On Wednesday 11 December 2002 17.17, Steve Harris wrote:
On Wed, Dec 11, 2002 at 04:25:56 +0100, David Olofson
wrote:
(1/12)/note makes more sense because theres /is/ someting very
12ey about 12tET notes (the clues in the name ;), whereas there
is nothing 12ey about octaves. At all.
There is nothing 12ey *at all* about notes if you're into 16t...
So, 1.0/note makes sense, (1/12)/note does *not*. :-)
Well I was only talking about 12tET, if youre working in 16tET then
its 1/16. If your working in a non ET scale then its non trivial,
but we know that.
It's always <whatever>/note, and it's always trivial. The non-trivial
stuff goes on in the scale converter plugin.
MIDI pitch is always MIDI pitch, which is 1/note. This is the same
thing, only you can say
note pitch 0.5
instead of
pitch bend range +/-2; pitch bend 2048; note pitch 60
and do that independently for each note without going Universal SysEx
or one note/channel.
You don't change the value of "1" in the MIDI protocol when using a
MIDI scale converter. You don't change the value of 1.0 when using a
scale converter plugin.
Your piano argument is not really a problem as its the
piano
mechaism that generates the off-notes, that would be done at the
midi->pitch stage, sureley?
That *is* the scale converter, if you're dealing with a "primitive"
sampler that cannot implement this properly. But indeed, you may do
it directly in the sampler as well. (And IMHO, that's the way you
*should* do it, since, as I suggested, the need for this tuning is
directly related to the sound of the instrument.)
By the time it reaches the oscilators
its allready been shifted.
Maye I'm thinking at a different scope to you, but I view things
like big complex sequencers as working outside this API, for ont
thing it will have the same GUI issues as LADSPA.
A sequencer is just something that records and plays back events. A
kind of event processor. You may integrate it with your host, or you
may use some sequencer plugin that comes with the SDK, or whatever.

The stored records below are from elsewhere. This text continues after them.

//! LZ4 compression codec for chunk payloads
//!
//! A thin, stateless boundary around `lz4_flex`. Each sealed chunk is
//! compressed exactly once before being written, and decompressed exactly
//! once per chunk read during restore. The encoded form carries a length
//! prefix so truncation or corruption is detected on decode.

use crate::error::{KeepsakeError, Result};
use lz4_flex::{compress_prepend_size, decompress_size_prepended};
use tracing::trace;

/// Stateless compression codec
#[derive(Debug, Clone, Copy, Default)]
pub struct CompressionCodec;

impl CompressionCodec {
    /// Create a new codec
    pub fn new() -> Self {
        CompressionCodec
    }

    /// Compress a raw chunk payload
    pub fn compress(&self, data: &[u8]) -> Vec<u8> {
        let compressed = compress_prepend_size(data);
        trace!(
            raw = data.len(),
            compressed = compressed.len(),
            "compressed chunk payload"
        );
        compressed
    }

    /// Decompress an encoded chunk payload
    ///
    /// Fails with [`KeepsakeError::Decompression`] when the stream is
    /// malformed or truncated.
    pub fn decompress(&self, data: &[u8]) -> Result<Vec<u8>> {
        decompress_size_prepended(data)
            .map_err(|e| KeepsakeError::decompression(e.to_string()))
    }
}

#[cfg(test)]
mod tests {
    use super::*;

    #[test]
    fn test_round_trip() {
        let codec = CompressionCodec::new();
        let data = b"some repetitive data some repetitive data some repetitive data";
        let compressed = codec.compress(data);
        let decompressed = codec.decompress(&compressed).unwrap();
        assert_eq!(decompressed, data);
    }

    #[test]
    fn test_empty_round_trip() {
        let codec = CompressionCodec::new();
        let compressed = codec.compress(&[]);
        assert!(codec.decompress(&compressed).unwrap().is_empty());
    }

    #[test]
    fn test_truncated_stream_fails() {
        let codec = CompressionCodec::new();
        let compressed = codec.compress(&vec![42u8; 4096]);
        let truncated = &compressed[..compressed.len() / 2];
        let err = codec.decompress(truncated).unwrap_err();
        assert!(err.is_integrity());
    }

    #[test]
    fn test_garbage_stream_fails() {
        let codec = CompressionCodec::new();
        // Length prefix claims far more data than present
        let garbage = vec![0xFFu8; 16];
        assert!(codec.decompress(&garbage).is_err());
    }
}
//! End-to-end tests exercising the full backup-to-restore pipeline

use keepsake::{
    chunk_file_name, BackupEngine, CatalogStore, ChangeCoordinator, ChangeKind, RestoreEngine,
    WatchConfig, DEFAULT_CHUNK_SIZE,
};
use std::path::{Path, PathBuf};
use std::sync::Arc;
use std::time::Duration;
use tempfile::TempDir;

struct Pipeline {
    tree: TempDir,
    backup: TempDir,
    catalog: Arc<CatalogStore>,
}

impl Pipeline {
    fn new() -> Self {
        let tree = TempDir::new().unwrap();
        let backup = TempDir::new().unwrap();
        let catalog = Arc::new(CatalogStore::open(backup.path()).unwrap());
        Pipeline {
            tree,
            backup,
            catalog,
        }
    }

    async fn full_backup(&self) -> keepsake::BackupSummary {
        let engine = BackupEngine::start(
            self.tree.path(),
            Arc::clone(&self.catalog),
            DEFAULT_CHUNK_SIZE,
        );
        let summary = engine.perform_full_backup().unwrap();
        engine.shutdown().await;
        summary
    }
}

#[tokio::test(flavor = "multi_thread", worker_threads = 2)]
async fn backup_then_restore_round_trip() {
    let pipeline = Pipeline::new();
    std::fs::create_dir(pipeline.tree.path().join("docs")).unwrap();
    std::fs::write(pipeline.tree.path().join("readme.md"), "# project").unwrap();
    std::fs::write(pipeline.tree.path().join("docs/guide.md"), "guide text").unwrap();

    let summary = pipeline.full_backup().await;
    assert_eq!(summary.files_backed_up, 2);

    let target = TempDir::new().unwrap();
    let restore = RestoreEngine::open(pipeline.backup.path()).unwrap();
    let result = restore.restore_all(target.path()).unwrap();
    assert_eq!(result.files_restored, 2);
    assert_eq!(result.files_failed, 0);

    for rel in ["readme.md", "docs/guide.md"] {
        let original = std::fs::read(pipeline.tree.path().join(rel)).unwrap();
        let restored = std::fs::read(target.path().join(rel)).unwrap();
        assert_eq!(original, restored, "content mismatch for {}", rel);

        let original_mtime =
            keepsake::utils::file_modified_at(&pipeline.tree.path().join(rel)).unwrap();
        let restored_mtime =
            keepsake::utils::file_modified_at(&target.path().join(rel)).unwrap();
        assert_eq!(original_mtime, restored_mtime, "mtime mismatch for {}", rel);
    }
}

#[tokio::test(flavor = "multi_thread", worker_threads = 2)]
async fn incompressible_content_round_trips() {
    use rand::RngCore;

    // Random bytes barely compress; the pipeline must not depend on
    // compression winning.
    let pipeline = Pipeline::new();
    let mut content = vec![0u8; 1024 * 1024];
    rand::rng().fill_bytes(&mut content);
    std::fs::write(pipeline.tree.path().join("noise.bin"), &content).unwrap();

    let summary = pipeline.full_backup().await;
    assert_eq!(summary.files_backed_up, 1);
    assert!(summary.bytes_compressed > 0);

    let target = TempDir::new().unwrap();
    let restore = RestoreEngine::open(pipeline.backup.path()).unwrap();
    let result = restore.restore_all(target.path()).unwrap();
    assert_eq!(result.files_failed, 0);
    assert_eq!(
        std::fs::read(target.path().join("noise.bin")).unwrap(),
        content
    );
}

#[tokio::test(flavor = "multi_thread", worker_threads = 2)]
async fn chunk_bound_splits_large_batch() {
    // 2 MiB + 4 MiB cannot share a 5 MiB chunk: two chunk records result.
    let pipeline = Pipeline::new();
    std::fs::write(pipeline.tree.path().join("a.txt"), vec![b'a'; 2 * 1024 * 1024]).unwrap();
    std::fs::write(pipeline.tree.path().join("b.txt"), vec![b'b'; 4 * 1024 * 1024]).unwrap();

    let summary = pipeline.full_backup().await;
    assert_eq!(summary.files_backed_up, 2);
    assert_eq!(summary.chunks_written, 2);

    let snapshot = pipeline.catalog.snapshot();
    assert_eq!(snapshot.chunks.len(), 2);
    let a = &snapshot.files[&PathBuf::from("a.txt")];
    let b = &snapshot.files[&PathBuf::from("b.txt")];
    assert_ne!(a.placements[0].chunk_id, b.placements[0].chunk_id);
}

#[tokio::test(flavor = "multi_thread", worker_threads = 2)]
async fn reconcile_is_idempotent_and_tracks_deletes() {
    let pipeline = Pipeline::new();
    let a_path = pipeline.tree.path().join("a.txt");
    std::fs::write(&a_path, "first version").unwrap();

    pipeline.full_backup().await;

    // Nothing changed: reconcile must be empty
    let changes = pipeline.catalog.reconcile(pipeline.tree.path()).unwrap();
    assert!(changes.is_empty(), "unexpected changes: {:?}", changes);

    // Delete a.txt: exactly one DELETE event
    std::fs::remove_file(&a_path).unwrap();
    let changes = pipeline.catalog.reconcile(pipeline.tree.path()).unwrap();
    assert_eq!(changes.len(), 1);
    assert_eq!(changes[0].kind, ChangeKind::Delete);
    assert_eq!(changes[0].path, PathBuf::from("a.txt"));

    // Run the delete through a batch, then restore: a.txt must not appear
    pipeline.full_backup().await;
    let target = TempDir::new().unwrap();
    let restore = RestoreEngine::open(pipeline.backup.path()).unwrap();
    restore.restore_all(target.path()).unwrap();
    assert!(!target.path().join("a.txt").exists());
}

#[tokio::test(flavor = "multi_thread", worker_threads = 2)]
async fn missing_chunk_fails_only_dependent_files() {
    let pipeline = Pipeline::new();
    // Force separate chunks so only one file depends on the doomed chunk
    std::fs::write(pipeline.tree.path().join("a.txt"), vec![b'a'; 3 * 1024 * 1024]).unwrap();
    std::fs::write(pipeline.tree.path().join("b.txt"), vec![b'b'; 3 * 1024 * 1024]).unwrap();
    pipeline.full_backup().await;

    let snapshot = pipeline.catalog.snapshot();
    let a_chunk = snapshot.files[&PathBuf::from("a.txt")].placements[0].chunk_id;
    std::fs::remove_file(pipeline.backup.path().join(chunk_file_name(a_chunk))).unwrap();

    let engine = RestoreEngine::open(pipeline.backup.path()).unwrap();

    // validate() reports the missing chunk
    let err = engine.validate().unwrap_err();
    assert!(err.to_string().contains(&chunk_file_name(a_chunk)));

    // restore_all fails only the dependent file and restores the rest
    let target = TempDir::new().unwrap();
    let summary = engine.restore_all(target.path()).unwrap();
    assert_eq!(summary.files_restored, 1);
    assert_eq!(summary.files_failed, 1);
    assert!(!target.path().join("a.txt").exists());
    assert!(target.path().join("b.txt").exists());
}

#[tokio::test(flavor = "multi_thread", worker_threads = 2)]
async fn catalog_survives_process_restart() {
    let pipeline = Pipeline::new();
    std::fs::write(pipeline.tree.path().join("persist.txt"), "stay with me").unwrap();
    pipeline.full_backup().await;

    // Chunk IDs continue from the persisted maximum after a reload
    let reloaded = Arc::new(CatalogStore::open(pipeline.backup.path()).unwrap());
    let next_id = reloaded.next_chunk_id();
    assert!(next_id >= 2);

    std::fs::write(pipeline.tree.path().join("later.txt"), "added after restart").unwrap();
    let engine = BackupEngine::start(pipeline.tree.path(), Arc::clone(&reloaded), DEFAULT_CHUNK_SIZE);
    engine.perform_full_backup().unwrap();
    engine.shutdown().await;

    let snapshot = reloaded.snapshot();
    let later = &snapshot.files[&PathBuf::from("later.txt")];
    assert!(later.placements[0].chunk_id >= next_id);
}

#[tokio::test(flavor = "multi_thread", worker_threads = 2)]
async fn live_watch_event_reaches_catalog() {
    let pipeline = Pipeline::new();
    let engine = BackupEngine::start(
        pipeline.tree.path(),
        Arc::clone(&pipeline.catalog),
        DEFAULT_CHUNK_SIZE,
    );

    let config = WatchConfig {
        debounce: Duration::from_millis(100),
        scan_interval: Duration::from_secs(3600),
        ..WatchConfig::default()
    };
    let (coordinator, mut events, _errors) =
        ChangeCoordinator::spawn(pipeline.tree.path(), config).unwrap();

    tokio::time::sleep(Duration::from_millis(200)).await;
    std::fs::write(pipeline.tree.path().join("live.txt"), "watched write").unwrap();

    // Forward events to the engine the way the CLI main loop does
    let event = tokio::time::timeout(Duration::from_secs(5), events.recv())
        .await
        .expect("watcher should deliver an event")
        .unwrap();
    engine.submit(vec![event]).await.unwrap();

    let deadline = std::time::Instant::now() + Duration::from_secs(5);
    while pipeline.catalog.file(Path::new("live.txt")).is_none() {
        assert!(
            std::time::Instant::now() < deadline,
            "live change never reached the catalog"
        );
        tokio::time::sleep(Duration::from_millis(20)).await;
    }

    coordinator.shutdown().await;
    engine.shutdown().await;

    let record = pipeline.catalog.file(Path::new("live.txt")).unwrap();
    assert_eq!(record.size, "watched write".len() as u64);
}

The API shouldn't rule any of this out, or it will rule out a number
of interesting plugins, such as phrase sequencers and virtual analog
sequencers.
The GUI is another issue - which indeed, is something we have to
consider for all plugins, if we're going anywhere with this API. The
way I see it, the Control interface should be a sufficient plugin/GUI
interface, so that all we need is a standard way of connecting
controls to the external, non-RT applications that GUIs will normally
be. Whatever comes in should go throgh the host's "preset database",
so that the host knows the current value of every control at all
times.
I'm thinking in terms of GUI == non-RT plugin, or rather client to
the event system. That is, inside a XAP host, you would see GUI as an
ordinary plugin in the net. Although it's not really physically in
there; what you see is a gateway plugin that interfaces with the
non-RT GUI plugin outside.
//David Olofson - Programmer, Composer, Open Source Advocate
.- The Return of Audiality! --------------------------------.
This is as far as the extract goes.